Yes. I got a new fancy term for ya: “Platform Engineering“.

Platform engineering focuses on creating robust internal developer platforms that standardize workflows, tools and best practices across an organization.

What?

Platform engineering in a beanshell:

“Hey devs, you don’t all need to figure out how to make coffee from scratch.
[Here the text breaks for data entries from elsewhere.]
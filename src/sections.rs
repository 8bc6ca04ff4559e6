//! Decoders for the eight GRIB2 sections.
//!
//! Every section 3-7 shares a common header: `length: u32` (big-endian) then
//! `section_number: u8`. All offsets below are given relative to the start
//! of that header (i.e. the position of the `length` field), matching the
//! WMO GRIB2 manual's octet numbering.

use crate::bitreader::{read_f32, read_i16, read_i32, read_u16, read_u32};
use crate::error::Grib2Error;

pub const SECTION0_SIZE: usize = 16;
pub const SECTION8_MAGIC: &[u8; 4] = b"7777";

#[derive(Debug, Clone, Copy)]
pub struct SectionHeader {
    pub length: u32,
    pub number: u8,
}

pub fn read_section_header(buf: &[u8], offset: usize) -> Result<SectionHeader, Grib2Error> {
    let length = read_u32(buf, offset)?;
    if offset + 4 >= buf.len() {
        return Err(Grib2Error::OutOfBounds { bit_offset: (offset + 4) * 8, n: 8, buffer_bits: buf.len() * 8 });
    }
    Ok(SectionHeader { length, number: buf[offset + 4] })
}

/// Section 0 (Indicator), 16 fixed octets.
pub struct Section0 {
    pub discipline: u8,
    pub edition: u8,
    pub total_length: u64,
}

pub fn parse_section0(buf: &[u8], offset: usize) -> Result<Section0, Grib2Error> {
    if offset + SECTION0_SIZE > buf.len() {
        return Err(Grib2Error::OutOfBounds {
            bit_offset: offset * 8,
            n: (SECTION0_SIZE * 8) as u32,
            buffer_bits: buf.len() * 8,
        });
    }
    if &buf[offset..offset + 4] != b"GRIB" {
        return Err(Grib2Error::InvalidSignature);
    }
    let discipline = buf[offset + 6];
    let edition = buf[offset + 7];
    if edition != 2 {
        return Err(Grib2Error::UnsupportedEdition(edition));
    }
    let total_length = crate::bitreader::read_u64(buf, offset + 8)?;
    Ok(Section0 { discipline, edition, total_length })
}

#[derive(Debug, Clone)]
/// Identification section
pub struct Section1 {
    pub centre: u16,
    pub sub_centre: u16,
    pub master_table_version: u8,
    pub local_table_version: u8,
    pub ref_time_significance: u8,
    pub year: u16,
    pub month: u8,
    pub day: u8,
    pub hour: u8,
    pub minute: u8,
    pub second: u8,
    pub production_status: u8,
    pub data_type: u8,
}

pub fn parse_section1(buf: &[u8], offset: usize) -> Result<Section1, Grib2Error> {
    let base = offset + 5;
    Ok(Section1 {
        centre: read_u16(buf, base)?,
        sub_centre: read_u16(buf, base + 2)?,
        master_table_version: byte(buf, base + 4)?,
        local_table_version: byte(buf, base + 5)?,
        ref_time_significance: byte(buf, base + 6)?,
        year: read_u16(buf, base + 7)?,
        month: byte(buf, base + 9)?,
        day: byte(buf, base + 10)?,
        hour: byte(buf, base + 11)?,
        minute: byte(buf, base + 12)?,
        second: byte(buf, base + 13)?,
        production_status: byte(buf, base + 14)?,
        data_type: byte(buf, base + 15)?,
    })
}

#[derive(Debug, Clone, Copy, Default)]
/// Grid template 0 (regular latitude/longitude) fields
pub struct GridTemplate0 {
    pub ni: u32,
    pub nj: u32,
    pub lat_first: f64,
    pub lon_first: f64,
    pub i_increment: f64,
    pub j_increment: f64,
    pub resolution_and_component_flags: u8,
    pub scanning_mode: u8,
    /// Recorded on-disk last point, kept for debugging; see `lat_last`/`lon_last`
    /// for the canonical recomputed values.
    pub lat_last_recorded: f64,
    pub lon_last_recorded: f64,
    pub lat_last: f64,
    pub lon_last: f64,
}

impl GridTemplate0 {
    pub fn i_sign(&self) -> f64 {
        if self.scanning_mode & 0x80 == 0 { 1.0 } else { -1.0 }
    }

    pub fn j_sign(&self) -> f64 {
        if self.scanning_mode & 0x40 != 0 { 1.0 } else { -1.0 }
    }

    /// Grid-relative vector components, per resolution-flag bit 0x08
    pub fn grid_relative_winds(&self) -> bool {
        self.resolution_and_component_flags & 0x08 != 0
    }
}

#[derive(Debug, Clone)]
/// Grid definition section
pub struct Section3 {
    pub source: u8,
    pub number_of_data_points: u32,
    pub template_number: u16,
    pub template0: Option<GridTemplate0>,
    /// Raw template bytes, kept for templates other than 0 which this crate
    /// treats as opaque per its scope.
    pub raw_template: Vec<u8>,
}

const LONLAT_SCALE: f64 = 1e-6;

pub fn parse_section3(buf: &[u8], offset: usize, header: &SectionHeader) -> Result<Section3, Grib2Error> {
    let source = byte(buf, offset + 5)?;
    let number_of_data_points = read_u32(buf, offset + 6)?;
    let template_number = read_u16(buf, offset + 12)?;

    let template_start = offset + 14;
    let template_end = offset + header.length as usize;
    let raw_template = if template_end > buf.len() || template_start > template_end {
        Vec::new()
    } else {
        buf[template_start..template_end].to_vec()
    };

    let template0 = if template_number == 0 {
        let ni = read_u32(buf, offset + 30)?;
        let nj = read_u32(buf, offset + 34)?;
        let lat_first = read_i32(buf, offset + 46)? as f64 * LONLAT_SCALE;
        let lon_first = read_i32(buf, offset + 50)? as f64 * LONLAT_SCALE;
        let resolution_and_component_flags = byte(buf, offset + 54)?;
        let lat_last_recorded = read_i32(buf, offset + 55)? as f64 * LONLAT_SCALE;
        let lon_last_recorded = read_i32(buf, offset + 59)? as f64 * LONLAT_SCALE;
        let i_increment = read_u32(buf, offset + 63)? as f64 * LONLAT_SCALE;
        let j_increment = read_u32(buf, offset + 67)? as f64 * LONLAT_SCALE;
        let scanning_mode = byte(buf, offset + 71)?;

        let i_sign = if scanning_mode & 0x80 == 0 { 1.0 } else { -1.0 };
        let j_sign = if scanning_mode & 0x40 != 0 { 1.0 } else { -1.0 };
        let lon_last = lon_first + (ni.max(1) - 1) as f64 * i_increment * i_sign;
        let lat_last = lat_first + (nj.max(1) - 1) as f64 * j_increment * j_sign;

        Some(GridTemplate0 {
            ni,
            nj,
            lat_first,
            lon_first,
            i_increment,
            j_increment,
            resolution_and_component_flags,
            scanning_mode,
            lat_last_recorded,
            lon_last_recorded,
            lat_last,
            lon_last,
        })
    } else {
        None
    };

    Ok(Section3 { source, number_of_data_points, template_number, template0, raw_template })
}

#[derive(Debug, Clone, Copy)]
/// Fixed-offset fields of product definition template 4.0, read from
/// [`Section4::template_bytes`] (template-relative offsets, matching the WMO manual)
pub struct ProductTemplate0Fields {
    pub parameter_category: u8,
    pub parameter_number: u8,
    pub time_unit: u8,
    pub forecast_time: u32,
    pub level_type: u8,
    pub level_scale: u8,
    pub level_scaled_value: i32,
}

#[derive(Debug, Clone)]
/// Product definition section
pub struct Section4 {
    pub number_of_coordinate_values: u16,
    pub template_number: u16,
    pub template_bytes: Vec<u8>,
    pub parameter_category: u8,
    pub parameter_number: u8,
}

pub fn parse_section4(buf: &[u8], offset: usize, header: &SectionHeader) -> Result<Section4, Grib2Error> {
    let number_of_coordinate_values = read_u16(buf, offset + 5)?;
    let template_number = read_u16(buf, offset + 7)?;
    let template_start = offset + 9;
    let template_end = offset + header.length as usize;
    let template_bytes = if template_end > buf.len() || template_start > template_end {
        Vec::new()
    } else {
        buf[template_start..template_end].to_vec()
    };
    let parameter_category = template_bytes.first().copied().unwrap_or(0);
    let parameter_number = template_bytes.get(1).copied().unwrap_or(0);

    Ok(Section4 {
        number_of_coordinate_values,
        template_number,
        template_bytes,
        parameter_category,
        parameter_number,
    })
}

impl Section4 {
    /// Reads the level/forecast-time fields of product definition template 4.0.
    /// Returns `None` for any other template, or if the template is truncated.
    pub fn template0_fields(&self) -> Option<ProductTemplate0Fields> {
        if self.template_number != 0 || self.template_bytes.len() < 19 {
            return None;
        }
        let tb = &self.template_bytes;
        Some(ProductTemplate0Fields {
            parameter_category: tb[0],
            parameter_number: tb[1],
            time_unit: tb[8],
            forecast_time: u32::from_be_bytes(tb[9..13].try_into().unwrap()),
            level_type: tb[13],
            level_scale: tb[14],
            level_scaled_value: i32::from_be_bytes(tb[15..19].try_into().unwrap()),
        })
    }
}

#[derive(Debug, Clone, Copy, Default)]
pub struct SimplePacking {
    pub r: f32,
    pub e: i16,
    pub d: i16,
    pub bits: u8,
    pub original_field_type: u8,
}

#[derive(Debug, Clone, Copy, Default)]
pub struct ComplexPacking {
    pub r: f32,
    pub e: i16,
    pub d: i16,
    pub bits: u8,
    pub original_field_type: u8,
    pub group_splitting_method: u8,
    pub missing_value_management: u8,
    pub primary_missing: f32,
    pub secondary_missing: f32,
    pub group_count: u32,
    pub group_width_reference: u8,
    pub group_width_bits: u8,
    pub group_length_reference: u32,
    pub length_increment: u8,
    pub last_group_true_length: u32,
    pub scaled_group_length_bits: u8,
}

#[derive(Debug, Clone, Copy, Default)]
pub struct SpatialDiffParams {
    pub order: u8,
    pub extra_descriptor_octets: u8,
}

#[derive(Debug, Clone)]
pub enum DataRepresentation {
    Simple(SimplePacking),
    Complex(ComplexPacking),
    ComplexSpatialDiff(ComplexPacking, SpatialDiffParams),
    Unsupported(Vec<u8>),
}

#[derive(Debug, Clone)]
/// Data representation section
pub struct Section5 {
    pub number_of_data_points: u32,
    pub template_number: u16,
    pub record: DataRepresentation,
}

fn parse_simple_packing(buf: &[u8], base: usize) -> Result<SimplePacking, Grib2Error> {
    Ok(SimplePacking {
        r: read_f32(buf, base)?,
        e: read_i16(buf, base + 4)?,
        d: read_i16(buf, base + 6)?,
        bits: byte(buf, base + 8)?,
        original_field_type: byte(buf, base + 9)?,
    })
}

fn parse_complex_packing(buf: &[u8], base: usize) -> Result<ComplexPacking, Grib2Error> {
    Ok(ComplexPacking {
        r: read_f32(buf, base)?,
        e: read_i16(buf, base + 4)?,
        d: read_i16(buf, base + 6)?,
        bits: byte(buf, base + 8)?,
        original_field_type: byte(buf, base + 9)?,
        group_splitting_method: byte(buf, base + 10)?,
        missing_value_management: byte(buf, base + 11)?,
        primary_missing: read_f32(buf, base + 12)?,
        secondary_missing: read_f32(buf, base + 16)?,
        group_count: read_u32(buf, base + 20)?,
        group_width_reference: byte(buf, base + 24)?,
        group_width_bits: byte(buf, base + 25)?,
        group_length_reference: read_u32(buf, base + 26)?,
        length_increment: byte(buf, base + 30)?,
        last_group_true_length: read_u32(buf, base + 31)?,
        scaled_group_length_bits: byte(buf, base + 35)?,
    })
}

pub fn parse_section5(buf: &[u8], offset: usize, header: &SectionHeader) -> Result<Section5, Grib2Error> {
    let number_of_data_points = read_u32(buf, offset + 5)?;
    let template_number = read_u16(buf, offset + 9)?;
    let base = offset + 11;
    let section_end = offset + header.length as usize;

    let record = match template_number {
        0 => DataRepresentation::Simple(parse_simple_packing(buf, base)?),
        2 => DataRepresentation::Complex(parse_complex_packing(buf, base)?),
        3 => {
            let cp = parse_complex_packing(buf, base)?;
            let sdp = SpatialDiffParams {
                order: byte(buf, base + 36)?,
                extra_descriptor_octets: byte(buf, base + 37)?,
            };
            DataRepresentation::ComplexSpatialDiff(cp, sdp)
        }
        _ => {
            let raw = if section_end > buf.len() || base > section_end {
                Vec::new()
            } else {
                buf[base..section_end].to_vec()
            };
            DataRepresentation::Unsupported(raw)
        }
    };

    Ok(Section5 { number_of_data_points, template_number, record })
}

#[derive(Debug, Clone)]
/// Bit-map section
pub struct Section6 {
    pub bitmap_indicator: u8,
    pub bitmap: Option<Vec<u8>>,
}

pub fn parse_section6(buf: &[u8], offset: usize, header: &SectionHeader) -> Result<Section6, Grib2Error> {
    let bitmap_indicator = byte(buf, offset + 5)?;
    let body_start = offset + 6;
    let body_end = offset + header.length as usize;
    let bitmap = if bitmap_indicator == 0 && body_end > body_start && body_end <= buf.len() {
        Some(buf[body_start..body_end].to_vec())
    } else {
        None
    };
    Ok(Section6 { bitmap_indicator, bitmap })
}

#[derive(Debug, Clone)]
/// Data section: either the decoded field, or raw bytes for an unsupported template
pub enum Section7 {
    Decoded(Vec<f32>),
    Raw(Vec<u8>),
}

fn byte(buf: &[u8], offset: usize) -> Result<u8, Grib2Error> {
    buf.get(offset).copied().ok_or(Grib2Error::OutOfBounds {
        bit_offset: offset * 8,
        n: 8,
        buffer_bits: buf.len() * 8,
    })
}

#[cfg(test)]
mod tests {
    use super::*;

    fn build_section0(total_length: u64) -> Vec<u8> {
        let mut buf = vec![0u8; 16];
        buf[0..4].copy_from_slice(b"GRIB");
        buf[6] = 0; // discipline
        buf[7] = 2; // edition
        buf[8..16].copy_from_slice(&total_length.to_be_bytes());
        buf
    }

    #[test]
    fn parses_section0() {
        let buf = build_section0(1234);
        let s0 = parse_section0(&buf, 0).unwrap();
        assert_eq!(s0.discipline, 0);
        assert_eq!(s0.edition, 2);
        assert_eq!(s0.total_length, 1234);
    }

    #[test]
    fn rejects_bad_signature() {
        let mut buf = build_section0(16);
        buf[0] = b'X';
        assert!(matches!(parse_section0(&buf, 0), Err(Grib2Error::InvalidSignature)));
    }

    #[test]
    fn rejects_bad_edition() {
        let mut buf = build_section0(16);
        buf[7] = 1;
        assert!(matches!(parse_section0(&buf, 0), Err(Grib2Error::UnsupportedEdition(1))));
    }

    #[test]
    fn grid_template0_recomputes_last_point() {
        let mut buf = vec![0u8; 72];
        buf[0..4].copy_from_slice(&72u32.to_be_bytes());
        buf[4] = 3;
        buf[5] = 0; // source
        buf[6..10].copy_from_slice(&9u32.to_be_bytes()); // number_of_data_points
        buf[12..14].copy_from_slice(&0u16.to_be_bytes()); // template number 0
        buf[30..34].copy_from_slice(&3u32.to_be_bytes()); // ni
        buf[34..38].copy_from_slice(&3u32.to_be_bytes()); // nj
        buf[46..50].copy_from_slice(&(10_000_000i32).to_be_bytes()); // lat_first = 10
        buf[50..54].copy_from_slice(&(20_000_000i32).to_be_bytes()); // lon_first = 20
        buf[54] = 0x00; // resolution flags
        buf[63..67].copy_from_slice(&1_000_000u32.to_be_bytes()); // i_increment = 1
        buf[67..71].copy_from_slice(&1_000_000u32.to_be_bytes()); // j_increment = 1
        buf[71] = 0x40; // S->N, W->E

        let header = SectionHeader { length: 72, number: 3 };
        let s3 = parse_section3(&buf, 0, &header).unwrap();
        let t0 = s3.template0.unwrap();
        assert_eq!(t0.ni, 3);
        assert_eq!(t0.nj, 3);
        assert!((t0.lat_first - 10.0).abs() < 1e-9);
        assert!((t0.lon_first - 20.0).abs() < 1e-9);
        assert!((t0.lat_last - 12.0).abs() < 1e-9);
        assert!((t0.lon_last - 22.0).abs() < 1e-9);
    }
}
We’ve got a few caffeine nerds who tested all beans, optimized the water temperature and set up the perfect espresso machine. You just push a button and get great coffee every time. Drink & enjoy. You are welcome.”

We enhance Consistency.
Instead of everyone doing whatever they want and feeding the black hole of madness, the PE team defines structure and order.
PS: If you have OCD — think about joining the PE team.

We improve Developer Experience.
Instead of having every developer and team fight on how to get things done with everyone either reinventing the wheel or feeling like they are discovering fire, the PE team offers a set of predefined tools and workflows that all share and use.

We accelerate Delivery.
Instead of different teams figuring out how to deliver their product or feature, the PE team creates processes that work and lead to faster deployment cycles.
No more ‘it works on my machine’ and ‘I built this cool custom pipeline’.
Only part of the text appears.